VIRL: Volume-Informed Representation Learning towards Few-shot Manufacturability Estimation
Yu-hsuan Chen, Jonathan Cagan, Levent Burak kara
TL;DR
This work tackles the CAM simulation bottleneck in manufacturability prediction by introducing VIRL, a volume-informed self-supervised pretraining strategy for a CAD boundary-representation encoder. It pretrains the encoder via a volumetric SDF-focused task and evaluates on four CAM-derived indicators across a dataset of over 20,000 parts, demonstrating improved few-shot generalization and strong performance with larger labeled sets. The study also investigates deployment strategies, showing LoRA provides a stable, data-efficient alternative to full finetuning, and that dynamic normalization with task-dependent input boosts AM tasks when reliable heuristics exist while static normalization remains robust otherwise. Overall, VIRL offers a scalable initialization for downstream manufacturability regression, reducing data needs and speeding up early-stage design workflows.
Abstract
Designing for manufacturing poses significant challenges in part due to the computation bottleneck of Computer-Aided Manufacturing (CAM) simulations. Although deep learning as an alternative offers fast inference, its performance is dependently bounded by the need for abundant training data. Representation learning, particularly through pre-training, offers promise for few-shot learning, aiding in manufacturability tasks where data can be limited. This work introduces VIRL, a Volume-Informed Representation Learning approach to pre-train a 3D geometric encoder. The pretrained model is evaluated across four manufacturability indicators obtained from CAM simulations: subtractive machining (SM) time, additive manufacturing (AM) time, residual von Mises stress, and blade collisions during Laser Power Bed Fusion process. Across all case studies, the model pre-trained by VIRL shows substantial enhancements on demonstrating improved generalizability with limited data and superior performance with larger datasets. Regarding deployment strategy, case-specific phenomenon exists where finetuning VIRL-pretrained models adversely affects AM tasks with limited data but benefits SM time prediction.
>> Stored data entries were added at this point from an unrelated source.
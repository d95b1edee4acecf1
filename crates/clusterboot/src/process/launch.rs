//! Wires production collaborators into a controller run.

use std::sync::Arc;

use ortho_config::OrthoError;
use tracing::info;

use clusterboot_config::Config;

use crate::health::{LifecycleReporter, StructuredLifecycleReporter};
use crate::supervisor::{SupervisorClient, XmlRpcSupervisor};
use crate::telemetry;

use super::PROCESS_TARGET;
use super::controller::{ControllerSettings, LifecycleController, RunOutcome};
use super::daemon::{SupervisorLauncher, SystemLauncher};
use super::errors::LaunchError;
use super::signals::{ControlSignals, SystemControlSignals};
use super::watcher::PoolConfigWatcher;

/// Trait abstracting configuration loading for testability.
pub trait ConfigLoader {
    /// Loads the controller configuration.
    fn load(&self) -> Result<Config, Arc<OrthoError>>;
}

/// Loader that delegates to [`Config::load`].
#[derive(Debug, Default, Clone, Copy)]
pub struct SystemConfigLoader;

impl ConfigLoader for SystemConfigLoader {
    fn load(&self) -> Result<Config, Arc<OrthoError>> {
        Config::load()
    }
}

/// Collaborators for one controller run.
pub(crate) struct LaunchPlan<L, C> {
    pub(crate) launcher: L,
    pub(crate) client: C,
    pub(crate) signals: ControlSignals,
    pub(crate) reporter: Arc<dyn LifecycleReporter>,
}

/// Runs the controller with the production collaborators.
///
/// Configuration is loaded from the command line, environment and files;
/// telemetry and signal handlers are installed before the supervisor starts.
pub fn run_controller() -> Result<RunOutcome, LaunchError> {
    let config = SystemConfigLoader.load()?;
    telemetry::initialise(&config)?;
    let signals = SystemControlSignals::install()?;
    let client = XmlRpcSupervisor::connect(
        config.supervisor_endpoint().clone(),
        config.request_timeout(),
    )?;
    let plan = LaunchPlan {
        launcher: SystemLauncher::from_config(&config),
        client,
        signals,
        reporter: Arc::new(StructuredLifecycleReporter::new()),
    };
    run_controller_with(&config, plan)
}

/// Runs the controller with injected collaborators.
///
/// When a pool configuration file is configured it is watched for the whole
/// run; a change requests a graceful stop.
pub(crate) fn run_controller_with<L, C>(
    config: &Config,
    plan: LaunchPlan<L, C>,
) -> Result<RunOutcome, LaunchError>
where
    L: SupervisorLauncher,
    C: SupervisorClient,
{
    let LaunchPlan {
        launcher,
        client,
        signals,
        reporter,
    } = plan;
    info!(
        target: PROCESS_TARGET,
        cluster = %config.cluster,
        pool = %config.pool,
        scheduler = %config.scheduler,
        endpoint = %config.supervisor_endpoint(),
        "starting controller"
    );
    let _pool_config_watch = config
        .pool_config_path()
        .map(|path| PoolConfigWatcher::watch(&path, signals.clone(), Arc::clone(&reporter)))
        .transpose()?;
    let controller = LifecycleController::new(
        launcher,
        client,
        reporter,
        signals,
        ControllerSettings::from_config(config),
    );
    let outcome = controller.run()?;
    info!(
        target: PROCESS_TARGET,
        %outcome,
        "controller finished"
    );
    Ok(outcome)
}
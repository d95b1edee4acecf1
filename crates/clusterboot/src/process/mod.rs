//! Supervisor process ownership, control signals and the lifecycle
//! controller.

mod controller;
mod daemon;
mod errors;
pub(crate) mod launch;
mod signals;
mod watcher;

pub use controller::{ControllerSettings, ControllerState, LifecycleController, RunOutcome};
pub use daemon::{
    CHILD_ARGUMENTS_ENV, DaemonExit, DaemonProcess, SupervisorGuard, SupervisorLauncher,
    SystemDaemon, SystemLauncher,
};
pub use errors::{ControllerError, LaunchError, SpawnError};
pub use launch::{ConfigLoader, SystemConfigLoader, run_controller};
pub use signals::{ControlSignals, SignalError, SystemControlSignals, Wake};
pub use watcher::{PoolConfigWatcher, WatchError};

pub(crate) const PROCESS_TARGET: &str = concat!(env!("CARGO_PKG_NAME"), "::process");
//! Ordered startup of dependent process groups.
//!
//! A [`StartupPlan`] is a list of [`OrchestrationStage`]s. Each stage may issue
//! a start command and then blocks in [`StageWaiter::wait_for`] until every
//! group it names reaches its terminal state.

mod errors;
mod group;
mod sequencer;
mod waiter;

pub use errors::StageError;
pub use group::{OrchestrationStage, ProcessGroupSpec, StartCommand, StateClass, TerminalState};
pub use sequencer::{StartupPlan, StartupSequencer};
pub use waiter::{StageWaiter, WaitTiming};
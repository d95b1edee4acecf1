//! Configuration for the `clusterboot` controller.
//!
//! Values are layered by `ortho_config`: an optional TOML file (selected with
//! `--config-path` or `CLUSTERBOOT_CONFIG_PATH`), then `CLUSTERBOOT_*`
//! environment variables, then command-line flags. Cluster, pool and scheduler
//! are mandatory; everything else falls back to the defaults in [`defaults`].

use std::ffi::OsString;
use std::num::NonZeroU32;
use std::path::{Path, PathBuf};
use std::sync::Arc;
use std::time::Duration;

use ortho_config::{OrthoConfig, OrthoError};
use serde::{Deserialize, Serialize};

pub mod defaults;
mod endpoint;
mod logging;

pub use defaults::{
    DEFAULT_FETCH_GROUP, DEFAULT_LOG_FILTER, DEFAULT_MAIN_PROCESS, DEFAULT_RUN_GROUP,
    DEFAULT_SUPERVISOR_ENDPOINT, default_log_filter, default_log_format,
};
pub use endpoint::{EndpointParseError, SupervisorEndpoint};
pub use logging::LogFormat;

/// Resolved controller configuration.
#[derive(Debug, Clone, Deserialize, Serialize, PartialEq, Eq, OrthoConfig)]
#[ortho_config(prefix = "CLUSTERBOOT")]
pub struct Config {
    /// Cluster the autoscaler manages.
    pub cluster: String,
    /// Pool within the cluster.
    pub pool: String,
    /// Scheduler backing the pool (for example `mesos` or `kubernetes`).
    pub scheduler: String,
    /// Environment configuration forwarded to supervised children.
    pub env_config_path: Option<PathBuf>,
    /// Cluster configuration directory forwarded to supervised children.
    pub cluster_config_directory: Option<PathBuf>,
    /// Pool configuration file; a change to it stops the run so the next
    /// run picks up the new settings.
    pub pool_config_path: Option<PathBuf>,
    /// Supervisor executable.
    #[ortho_config(default = defaults::default_supervisor_binary())]
    pub supervisor_binary: String,
    /// Declarative supervisor configuration file passed with `-c`.
    #[ortho_config(default = defaults::default_supervisor_config())]
    pub supervisor_config: PathBuf,
    /// Supervisor XML-RPC endpoint.
    #[ortho_config(default = SupervisorEndpoint::local())]
    pub supervisor_endpoint: SupervisorEndpoint,
    /// Group that fetches signal artefacts and exits.
    #[ortho_config(default = defaults::default_fetch_group())]
    pub fetch_group: String,
    /// Number of fetch instances.
    #[ortho_config(default = defaults::default_process_count())]
    pub fetch_process_count: NonZeroU32,
    /// Group of long-lived signal processes.
    #[ortho_config(default = defaults::default_run_group())]
    pub run_group: String,
    /// Number of run instances.
    #[ortho_config(default = defaults::default_process_count())]
    pub run_process_count: NonZeroU32,
    /// Main process monitored until it exits.
    #[ortho_config(default = defaults::default_main_process())]
    pub main_process: String,
    /// Interval between stage polls.
    #[ortho_config(default = defaults::DEFAULT_POLL_INTERVAL_MS)]
    pub poll_interval_ms: u64,
    /// Interval between main process polls.
    #[ortho_config(default = defaults::DEFAULT_MAIN_POLL_INTERVAL_MS)]
    pub main_poll_interval_ms: u64,
    /// Pause after a failed RPC before retrying.
    #[ortho_config(default = defaults::DEFAULT_CONNECTIVITY_BACKOFF_MS)]
    pub connectivity_backoff_ms: u64,
    /// Grace period between spawning the supervisor and the first ping.
    #[ortho_config(default = defaults::DEFAULT_STARTUP_GRACE_MS)]
    pub startup_grace_ms: u64,
    /// Bound on waiting for the supervisor to answer its first call.
    #[ortho_config(default = defaults::DEFAULT_BOOTSTRAP_TIMEOUT_MS)]
    pub bootstrap_timeout_ms: u64,
    /// Per-request transport timeout.
    #[ortho_config(default = defaults::DEFAULT_REQUEST_TIMEOUT_MS)]
    pub request_timeout_ms: u64,
    /// Optional bound on each stage wait. Unset means wait forever.
    pub stage_timeout_ms: Option<u64>,
    /// `tracing` filter expression.
    #[ortho_config(default = defaults::default_log_filter())]
    pub log_filter: String,
    /// Log output encoding.
    #[ortho_config(default = defaults::default_log_format())]
    pub log_format: LogFormat,
}

impl Config {
    /// Loads configuration from the process arguments, environment and files.
    pub fn load() -> Result<Self, Arc<OrthoError>> {
        <Self as OrthoConfig>::load()
    }

    /// Loads configuration from an explicit argument list.
    pub fn load_from_iter<I, T>(args: I) -> Result<Self, Arc<OrthoError>>
    where
        I: IntoIterator<Item = T>,
        T: Into<OsString> + Clone,
    {
        <Self as OrthoConfig>::load_from_iter(args)
    }

    /// Supervisor XML-RPC endpoint.
    #[must_use]
    pub const fn supervisor_endpoint(&self) -> &SupervisorEndpoint {
        &self.supervisor_endpoint
    }

    /// Supervisor configuration file.
    #[must_use]
    pub fn supervisor_config(&self) -> &Path {
        &self.supervisor_config
    }

    /// Log filter expression.
    #[must_use]
    pub fn log_filter(&self) -> &str {
        &self.log_filter
    }

    /// Log output encoding.
    #[must_use]
    pub const fn log_format(&self) -> LogFormat {
        self.log_format
    }

    /// Pause between stage polls.
    #[must_use]
    pub const fn poll_interval(&self) -> Duration {
        Duration::from_millis(self.poll_interval_ms)
    }

    /// Pause between main process polls.
    #[must_use]
    pub const fn main_poll_interval(&self) -> Duration {
        Duration::from_millis(self.main_poll_interval_ms)
    }

    /// Pause after a call that could not reach the supervisor.
    #[must_use]
    pub const fn connectivity_backoff(&self) -> Duration {
        Duration::from_millis(self.connectivity_backoff_ms)
    }

    /// Pause between spawning the supervisor and the first ping.
    #[must_use]
    pub const fn startup_grace(&self) -> Duration {
        Duration::from_millis(self.startup_grace_ms)
    }

    /// Bound on waiting for the supervisor to answer.
    #[must_use]
    pub const fn bootstrap_timeout(&self) -> Duration {
        Duration::from_millis(self.bootstrap_timeout_ms)
    }

    /// Per-request transport timeout.
    #[must_use]
    pub const fn request_timeout(&self) -> Duration {
        Duration::from_millis(self.request_timeout_ms)
    }

    /// Optional bound on each stage wait.
    #[must_use]
    pub fn stage_timeout(&self) -> Option<Duration> {
        self.stage_timeout_ms.map(Duration::from_millis)
    }

    /// Pool configuration file to watch, if any.
    ///
    /// An explicit `pool_config_path` wins. Otherwise the file is
    /// `<cluster_config_directory>/<cluster>/<pool>.<scheduler>` when the
    /// directory is configured.
    #[must_use]
    pub fn pool_config_path(&self) -> Option<PathBuf> {
        self.pool_config_path.clone().or_else(|| {
            self.cluster_config_directory.as_ref().map(|directory| {
                directory
                    .join(&self.cluster)
                    .join(format!("{}.{}", self.pool, self.scheduler))
            })
        })
    }

    /// Arguments forwarded to supervised children through `CMAN_ARGS`.
    ///
    /// Configured paths are prepended so an explicit value already present in
    /// `inherited` still wins: the child's argument parser keeps the last
    /// occurrence of a repeated flag.
    #[must_use]
    pub fn child_arguments(&self, inherited: &str) -> String {
        let mut arguments = inherited.to_owned();
        if let Some(path) = &self.env_config_path {
            arguments = format!("--env-config-path \"{}\" {arguments}", path.display());
        }
        if let Some(directory) = &self.cluster_config_directory {
            arguments = format!(
                "--cluster-config-directory \"{}\" {arguments}",
                directory.display()
            );
        }
        arguments
    }
}

impl Default for Config {
    fn default() -> Self {
        Self {
            cluster: String::new(),
            pool: String::new(),
            scheduler: String::new(),
            env_config_path: None,
            cluster_config_directory: None,
            pool_config_path: None,
            supervisor_binary: defaults::default_supervisor_binary(),
            supervisor_config: defaults::default_supervisor_config(),
            supervisor_endpoint: SupervisorEndpoint::local(),
            fetch_group: defaults::default_fetch_group(),
            fetch_process_count: defaults::default_process_count(),
            run_group: defaults::default_run_group(),
            run_process_count: defaults::default_process_count(),
            main_process: defaults::default_main_process(),
            poll_interval_ms: defaults::DEFAULT_POLL_INTERVAL_MS,
            main_poll_interval_ms: defaults::DEFAULT_MAIN_POLL_INTERVAL_MS,
            connectivity_backoff_ms: defaults::DEFAULT_CONNECTIVITY_BACKOFF_MS,
            startup_grace_ms: defaults::DEFAULT_STARTUP_GRACE_MS,
            bootstrap_timeout_ms: defaults::DEFAULT_BOOTSTRAP_TIMEOUT_MS,
            request_timeout_ms: defaults::DEFAULT_REQUEST_TIMEOUT_MS,
            stage_timeout_ms: None,
            log_filter: defaults::default_log_filter(),
            log_format: defaults::default_log_format(),
        }
    }
}
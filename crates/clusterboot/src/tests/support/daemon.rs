//! In-memory supervisor child used by controller tests.

use std::io;
use std::sync::{Arc, Mutex, MutexGuard};

use crate::process::{DaemonExit, DaemonProcess, SpawnError, SupervisorLauncher};

pub const FAKE_PID: u32 = 4242;

#[derive(Debug, Default)]
struct DaemonLog {
    launches: usize,
    waits: usize,
    terminations: usize,
}

/// Launcher whose children exit as soon as they are waited on.
#[derive(Debug, Clone, Default)]
pub struct FakeLauncher {
    log: Arc<Mutex<DaemonLog>>,
    fail_spawn: bool,
}

impl FakeLauncher {
    pub fn new() -> Self {
        Self::default()
    }

    /// A launcher whose spawn attempts fail.
    pub fn failing() -> Self {
        Self {
            fail_spawn: true,
            ..Self::default()
        }
    }

    pub fn launches(&self) -> usize {
        lock(&self.log).launches
    }

    pub fn waits(&self) -> usize {
        lock(&self.log).waits
    }

    pub fn terminations(&self) -> usize {
        lock(&self.log).terminations
    }
}

impl SupervisorLauncher for FakeLauncher {
    type Process = FakeDaemon;

    fn launch(&self) -> Result<FakeDaemon, SpawnError> {
        if self.fail_spawn {
            return Err(SpawnError {
                binary: "supervisord".to_owned(),
                source: io::Error::new(io::ErrorKind::NotFound, "no such file or directory"),
            });
        }
        lock(&self.log).launches += 1;
        Ok(FakeDaemon {
            log: Arc::clone(&self.log),
        })
    }
}

/// Child handle produced by [`FakeLauncher`].
#[derive(Debug)]
pub struct FakeDaemon {
    log: Arc<Mutex<DaemonLog>>,
}

impl DaemonProcess for FakeDaemon {
    fn id(&self) -> u32 {
        FAKE_PID
    }

    fn wait(&mut self) -> io::Result<DaemonExit> {
        lock(&self.log).waits += 1;
        Ok(DaemonExit::new(Some(0)))
    }

    fn terminate(&mut self) -> io::Result<()> {
        lock(&self.log).terminations += 1;
        Ok(())
    }
}

fn lock(log: &Mutex<DaemonLog>) -> MutexGuard<'_, DaemonLog> {
    log.lock().unwrap_or_else(std::sync::PoisonError::into_inner)
}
Moreover, the efficacy of Low-rank adaptation (LoRA), which balances between probing and finetuning, is explored. LoRA shows stable performance akin to probing with limited data, while achieving a higher upper bound than probing as data size increases, without the computational costs of finetuning. Furthermore, static normalization of manufacturing indicators consistently performs well across tasks, while dynamic normalization enhances performance when a reliable task dependent input is available.